Learning music itself is a complex process, whether it is vocal, violin, or mrudangam (let us confine ourselves to Carnatic music for the sake of this discussion). The teacher needs to patient and able to assess the abilities of the student, the student has to be willing to learn, the parents have to willing to support, and a conducive atmosphere has to be developed at home. Of course, the success rate of these variables coinciding is indeed pretty high, as seen by all the young musicians in Chennai in the junior and sub-senior slots.

If this itself seems daunting (all the variables have to come together correctly to produce a future musician), then it is doubly complicated in the US. Like TNS sir said in my arangetram last year, kids in the US are just that much more busy with more extra-curricular activities and whatnot. Also, there is the cultural dilution factor.. the music is competing with so many other forms of entertainment. So actually I would say that it requires more diligence or a greater love for the art to actually desire to learn it properly and stick with it while living in the US or abroad.

Coming to the topic of parents... like I said earlier, their job is to support the child (whether financially or emotionally or otherwise) and provide the right atmosphere at home.
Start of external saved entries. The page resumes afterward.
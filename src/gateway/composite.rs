use std::future::Future;

use futures::future::join_all;
use tracing::{info, warn};

use crate::{
    common::task::BackgroundTask,
    gateway::MixerClient,
    protocol::{MediaState, MediaStatus},
};

/// Wraps a seek target into `[0, duration)` when the duration is known.
pub fn looped_target(target_ms: u64, duration_ms: Option<u64>) -> u64 {
    match duration_ms {
        Some(duration) if duration > 0 => target_ms % duration,
        _ => target_ms,
    }
}

/// Multi-step operations over the current program scene.
///
/// Each one fetches the scene's items, asks every item for its media
/// status, then issues the per-item requests together and waits for all of
/// them. Items that are not media sources simply drop out. The return value
/// is how many items were acted on.
impl MixerClient {
    /// Runs a composite without waiting for it.
    pub fn in_background<T, F, Fut>(&self, op: F) -> BackgroundTask<T>
    where
        T: Send + 'static,
        F: FnOnce(MixerClient) -> Fut,
        Fut: Future<Output = T> + Send + 'static,
    {
        BackgroundTask::spawn(op(self.clone()))
    }

    async fn media_items(&self) -> Vec<(String, MediaStatus)> {
        let Some(items) = self.scene_items().await else {
            warn!("Could not list items of the current scene");
            return Vec::new();
        };

        let statuses = join_all(items.iter().map(|item| self.media_status(item))).await;
        items
            .into_iter()
            .zip(statuses)
            .filter_map(|(item, status)| status.map(|s| (item, s)))
            .collect()
    }

    pub async fn pause_all(&self) -> usize {
        let targets: Vec<String> = self
            .media_items()
            .await
            .into_iter()
            .filter(|(_, status)| status.state == MediaState::Playing)
            .map(|(item, _)| item)
            .collect();

        if targets.is_empty() {
            info!("No playing media in the current scene");
            return 0;
        }

        join_all(targets.iter().map(|item| self.pause(item))).await;
        info!("Paused {} media inputs", targets.len());
        targets.len()
    }

    /// Resumes paused, stopped and ended media.
    pub async fn play_all(&self) -> usize {
        let targets: Vec<String> = self
            .media_items()
            .await
            .into_iter()
            .filter(|(_, status)| status.state.is_resumable())
            .map(|(item, _)| item)
            .collect();

        if targets.is_empty() {
            info!("No paused or stopped media in the current scene");
            return 0;
        }

        join_all(targets.iter().map(|item| self.play(item))).await;
        info!("Resumed {} media inputs", targets.len());
        targets.len()
    }

    /// Seeks one media input. With `looped`, the target wraps by the
    /// input's duration.
    pub async fn seek(&self, input_name: &str, target_ms: u64, looped: bool) -> bool {
        let mut target = target_ms;
        if looped {
            match self.media_status(input_name).await {
                Some(status) => target = looped_target(target_ms, status.duration_ms),
                None => warn!("No duration for {}, seeking without looping", input_name),
            }
        }

        if target != target_ms {
            info!("Looped seek on {}: {}ms -> {}ms", input_name, target_ms, target);
        }
        self.set_media_cursor(input_name, target).await
    }

    /// Seeks every media input that reports a duration.
    pub async fn seek_all(&self, target_ms: u64, looped: bool) -> usize {
        let targets: Vec<(String, u64)> = self
            .media_items()
            .await
            .into_iter()
            .filter_map(|(item, status)| {
                let duration = status.duration_ms?;
                let target = if looped {
                    looped_target(target_ms, Some(duration))
                } else {
                    target_ms
                };
                Some((item, target))
            })
            .collect();

        if targets.is_empty() {
            info!("No media in the current scene");
            return 0;
        }

        join_all(
            targets
                .iter()
                .map(|(item, target)| self.set_media_cursor(item, *target)),
        )
        .await;
        info!("Seeked {} media inputs", targets.len());
        targets.len()
    }

    /// Removes every scene except the current program scene.
    pub async fn delete_all_scenes(&self) -> usize {
        let Some(current) = self.current_scene().await else {
            warn!("Could not read the current scene, not deleting anything");
            return 0;
        };
        let Some(scenes) = self.scene_list().await else {
            warn!("Could not list scenes, not deleting anything");
            return 0;
        };

        let doomed: Vec<String> = scenes.into_iter().filter(|s| *s != current).collect();
        join_all(doomed.iter().map(|scene| self.remove_scene(scene))).await;
        info!("Deleted {} scenes, kept {}", doomed.len(), current);
        doomed.len()
    }
}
The right atmosphere is one which allows the child to practice regularly without inhibitions. Parents also play a role later in the child's career when concert level is reached. Of course, when the child reaches "concert level" is something that ONLY the guru can decide. Parents will always be partial to their children... to any parent, their child will always be the best vocalist/violinist/mrudangist in the world. Only the guru can properly assess the child's capabilities and readiness.

The other thing I failed to mention is that music is not something that can be learned quickly. It is not like math, which can be broken down into simple concepts which can then be learned and applied. Music is highly emotional, and it is not something that can be learned from pieces of paper or textbooks. If I show you a piece of paper with all the key sancharas of Thodi written down, can you sing a thodi alapanai from that? Definetely not. The assimilation process takes its own time.

In Chennai now we are seeing a spurt of youngsters (now age 10-17 yrs old) playing like prodigies (I'll just say that 3 such from the previous generation were Ravikiran, Shashank, and Mandolin Srinivas). Prodigies will only be formed when the conditions are absolutely correct. The atmosphere at home has to be absolutely dedicated to music to produce such children. In Chennai, which has been having the legends of our music giving concerts there for years, the likelihood of such conditions existing in homes/families there is much likelier than in the US. Of course, the eager parents in the US are also trying to see the latent talents in their children and keep them on par with kids in Chennai. As a corollary to what I was saying earlier, learning music while living abroad will just take that much longer because of the relative scarcity of concerts and dedicated gurus/established vidwans as compared to Chennai.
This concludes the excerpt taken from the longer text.